Dataset entries
--------

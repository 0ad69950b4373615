use clap::Parser;

mod args;
pub use args::Verbosity;

/// The CLI interface for the Quadrat application.
#[derive(Debug, Parser)]
#[clap(author, version, about, long_about = None)]
pub struct Cli {
    /// Coefficient tokens, three per equation.
    ///
    /// Tokens are grouped into threes in input order; a short final
    /// group is padded with missing values. Each group is solved as
    /// a*x^2 + b*x + c = 0 and yields exactly one output line.
    /// Groups with missing or malformed coefficients report
    /// "invalid input" instead of failing the run.
    #[clap(allow_negative_numbers = true)]
    pub tokens: Vec<String>,

    /// The number of solver threads to run.
    ///
    /// Defaults to the available hardware parallelism minus the two
    /// threads occupied by input splitting and output printing.
    #[clap(short, long, env = "QUADRAT_SOLVER_THREADS")]
    pub workers: Option<usize>,

    #[clap(flatten)]
    pub verbosity: Verbosity,
}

--------

**TASK PROMPT:** Copy out, from the records above, every line that holds the string "input".

**EXERCISE ANSWER:**
    /// Tokens are grouped into threes in input order; a short final
    /// "invalid input" instead of failing the run.
    /// threads occupied by input splitting and output printing.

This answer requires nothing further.